We think that the unconditional unbiasedness concerning channels is important. The philosophy is to rather keep routing fees as the dominant factor. This outsources the problem of liquidity signaling to routers and therefore incentivizes them to solve liquidity problems. In fact, this is already a reality today as depicted in the following graph.

fee dependent hop success
Fig. 7: Hop success probabilities depending on the fee rate a node charges.

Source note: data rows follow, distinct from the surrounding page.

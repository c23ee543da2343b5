//! `trail search`: filter parsing, the query deadline, and result printing.
//!
//! Ranking lives in `webtrail_core::search`; this module builds the
//! request from CLI or HTTP input and enforces the caller's timeout.

use std::future::Future;
use std::time::Duration;

use anyhow::{bail, Result};

use webtrail_core::blocklist::normalize_domain;
use webtrail_core::embedding::EmbeddingProvider;
use webtrail_core::error::TrailError;
use webtrail_core::models::{format_ts_iso, parse_timestamp, Category, SearchFilters, SearchResult};
use webtrail_core::search::{search, SearchMode, SearchRequest};
use webtrail_core::store::RecordStore;

use crate::config::Config;
use crate::db;
use crate::embedding;
use crate::sqlite_store::SqliteStore;

/// Raw filter input as it arrives from flags or a JSON body.
#[derive(Debug, Clone, Default)]
pub struct FilterArgs {
    pub categories: Vec<String>,
    pub domains: Vec<String>,
    pub since: Option<String>,
    pub until: Option<String>,
}

impl FilterArgs {
    /// Validate and normalize into [`SearchFilters`].
    pub fn build(&self) -> Result<SearchFilters> {
        let categories = self
            .categories
            .iter()
            .map(|c| c.parse::<Category>())
            .collect::<Result<Vec<_>>>()?;

        let mut domains = Vec::with_capacity(self.domains.len());
        for d in &self.domains {
            match normalize_domain(d) {
                Some(n) => domains.push(n),
                None => bail!("Invalid domain filter: '{}'", d),
            }
        }

        let since = self.since.as_deref().map(parse_timestamp).transpose()?;
        let until = self.until.as_deref().map(parse_timestamp).transpose()?;
        if let (Some(s), Some(u)) = (since, until) {
            if s >= u {
                bail!("--since must be earlier than --until");
            }
        }

        Ok(SearchFilters {
            categories,
            domains,
            since,
            until,
        })
    }
}

/// Run `fut` under a deadline, mapping expiry to [`TrailError::Timeout`].
pub async fn with_timeout<T, F>(seconds: u64, fut: F) -> Result<T>
where
    F: Future<Output = Result<T>>,
{
    match tokio::time::timeout(Duration::from_secs(seconds), fut).await {
        Ok(result) => result,
        Err(_) => Err(TrailError::Timeout { seconds }.into()),
    }
}

/// Core search under a deadline. Used by the CLI and the HTTP server.
pub async fn search_records(
    store: &dyn RecordStore,
    embedder: Option<&dyn EmbeddingProvider>,
    req: &SearchRequest,
    timeout_secs: u64,
) -> Result<Vec<SearchResult>> {
    with_timeout(timeout_secs, search(store, embedder, req)).await
}

pub struct SearchArgs {
    pub query: String,
    pub mode: SearchMode,
    pub limit: Option<usize>,
    pub filters: FilterArgs,
    pub timeout_secs: Option<u64>,
}

pub async fn run_search(config: &Config, args: SearchArgs) -> Result<()> {
    let filters = args.filters.build()?;
    let limit = args.limit.unwrap_or(config.retrieval.final_limit);
    if limit == 0 {
        bail!("--limit must be >= 1");
    }

    let embedder = embedding::create_provider(&config.embedding)?;
    if args.mode == SearchMode::Semantic && embedder.is_none() {
        bail!("Semantic search requires embeddings. Set [embedding] provider in config.");
    }

    let pool = db::connect(config).await?;
    let store = SqliteStore::new(pool.clone());

    let req = SearchRequest {
        query: args.query,
        mode: args.mode,
        filters,
        limit,
        rrf_k: config.retrieval.rrf_k,
    };
    let timeout = args.timeout_secs.unwrap_or(config.retrieval.timeout_secs);
    let results = search_records(&store, embedder.as_deref(), &req, timeout).await?;

    if results.is_empty() {
        println!("No results.");
        pool.close().await;
        return Ok(());
    }

    for (i, result) in results.iter().enumerate() {
        let r = &result.record;
        let title = if r.title.is_empty() { "(untitled)" } else { &r.title };
        println!("{}. [{:.4}] {} / {}", i + 1, result.score, r.category, title);
        println!("    captured: {}", format_ts_iso(r.captured_at));
        println!("    url: {}", r.url);
        if !result.snippet.is_empty() {
            println!(
                "    excerpt: \"{}\"",
                result.snippet.replace('\n', " ").trim()
            );
        }
        println!("    id: {}", r.id);
        println!();
    }

    pool.close().await;
    Ok(())
}

#[cfg(test)]
mod tests {
    use super::*;

    #[test]
    fn test_filter_args_normalize() {
        let args = FilterArgs {
            categories: vec!["Email".into(), "chat".into()],
            domains: vec!["https://www.Example.com/path".into()],
            since: Some("2024-03-01".into()),
            until: Some("2024-04-01T00:00:00Z".into()),
        };
        let f = args.build().unwrap();
        assert_eq!(f.categories, vec![Category::Email, Category::Chat]);
        assert_eq!(f.domains, vec!["example.com".to_string()]);
        assert_eq!(f.since, Some(1_709_251_200));
        assert_eq!(f.until, Some(1_711_929_600));
    }

    #[test]
    fn test_filter_args_reject_bad_input() {
        let bad_category = FilterArgs {
            categories: vec!["recipes".into()],
            ..Default::default()
        };
        assert!(bad_category.build().is_err());

        let inverted = FilterArgs {
            since: Some("2024-04-01".into()),
            until: Some("2024-03-01".into()),
            ..Default::default()
        };
        assert!(inverted.build().is_err());
    }

    #[tokio::test]
    async fn test_with_timeout_maps_to_timeout_kind() {
        let slow = async {
            tokio::time::sleep(Duration::from_secs(5)).await;
            Ok::<_, anyhow::Error>(())
        };
        let err = with_timeout(0, slow).await.unwrap_err();
        assert!(matches!(
            webtrail_core::error::kind_of(&err),
            Some(TrailError::Timeout { seconds: 0 })
        ));
    }
}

The graph in Fig. 7 shows empirical hop success probabilities based on node-internal relative routing fees of channels. Each channel is assigned a fee rate bucket that classifies the channel as cheap or expensive (the bins spread between min and max fee rates with linear quantile spacing). Averaged success and failure events lead to estimates of success probability with respect to the fee buckets. This figure tells us that routers charge relatively more when liquidity is scarce and they discount unused liquidity. We can see a clear trend of continuously decreasing success probabilities with higher fee rate buckets. This proves that routers indeed steer traffic by fee rate modulation, providing a signal to payers where liquidity can be found. However, today only 10% (2300) of nodes apply this flow control, which is why more education on that topic is necessary to make the Lightning Network more reliable. Setting fees in a reasonable manner enables routing nodes to increase their earnings, thereby contributing to the network's ability to efficiently route payments, creating a symbiotic relationship between pathfinders and routing nodes. In the future, we may witness pathfinding algorithms to penalize nodes that do not adjust their fees. Routers interested in this topic can turn on AutoFees on Terminal.

Outlook

Designing a pathfinding algorithm (and cost function) is complex, judging whether changes lead to improvements is even more so. The bimodal model is currently marked experimental and we need methods to evaluate the general concept as well as to fine tune model parameters to give recommendations for different use cases. One approach could be to employ A/B testing for real payments. For a fair comparison one could alternate between models (lncli setmccfg can be helpful here) and record their respective probability estimates and outcomes. For a direct comparison it is important not to incorporate hints from previous trials. This can be done by saving and restoring mission control data by a chain of calls to QueryMissionControl, ResetMissionCotrol, and ImportMissionControl. Extensions are planned to simplify this process by adding mission control name spacing. An alternative approach would be to simulate payments on a model of the network and its liquidity distribution, however this loses the connection to the specific implementation and to real economics.

Conclusion

Pathfinding algorithms that create the demand together with routers that provide the supply will shape the network in order to improve user experience. In this article series we described how the process of payment planning and pathfinding is carried out in LND. We discussed ingredients that enter a payer's route preference with a focus on success probability estimation. A newly introduced model for distribution-based probability estimation, the bimodal model, provides another degree of freedom for node operators to play with to make pathfinding smarter. We expect this model to be superior compared to the current model, which still needs to be proven by experiments and simulations. We laid out a vision of how the Lightning Network will improve on payment success, namely by a market process between economically rational routing nodes and pathfinders that buy the offered liquidity. We encourage all node operators to join us in this endeavor and to report back on their experience.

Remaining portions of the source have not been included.